なお、レーザダイオード1が波長可変レーザであれば出射するレーザ光の波長を変化させたりして以下(1−1)〜(1−12)、(2−1)〜(2−6)の動作をあらかじめ定められたスケジュールやタイミングなどにしたがって断続的に行い、反射光・参照光を測定し続けるものでもよい。
(1−2)
レーザダイオード1からのレーザ光はレンズ2により平行光とされてプリズム3に入射する。
【0041】
ここで、プリズム3に入射した平行光は、プリズム3を透過して生体に照射される光とプリズム3により反射などにより光路変換・変更されて参照光測定部4へ出射される一部の光とに分けられる。

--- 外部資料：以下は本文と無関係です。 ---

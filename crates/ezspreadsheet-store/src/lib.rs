pub mod backends;
pub mod error;
pub mod format;
pub mod infer;
pub mod traits;

pub use backends::csv::{CsvReadOptions, CsvReader, CsvWriteOptions, CsvWriter};
pub use backends::xlsx::{XlsxOptions, XlsxReader, XlsxWriter};
pub use error::StoreError;
pub use format::{BackendOptions, TabularFormat, create_writer, open_reader, resolve_path};
pub use infer::TypeInference;
pub use traits::{Row, RowIter, RowStyle, StoreCaps, TabularReader, TabularWriter};

// Re-export for convenience
pub use ezspreadsheet_common::CellValue;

プリズム3を透過した光に関する動作を(1−3)以降に記載すると共に、プリズム3により光路変換・変更されて参照光測定部4へ出射される一部に関する動作を(2−1)に記載する。
【0042】
(1−3)
プリズム3に入射した平行光は、プリズム3を透過して対物レンズ6に入射する。
(1−4)
対物レンズ6は、入射した平行光を集光・集束し生体(生体の内部組織)に照射する。
(1−5)
対物レンズ6は、生体の内部組織により反射された反射光を平行光としてプリズム3に照射する。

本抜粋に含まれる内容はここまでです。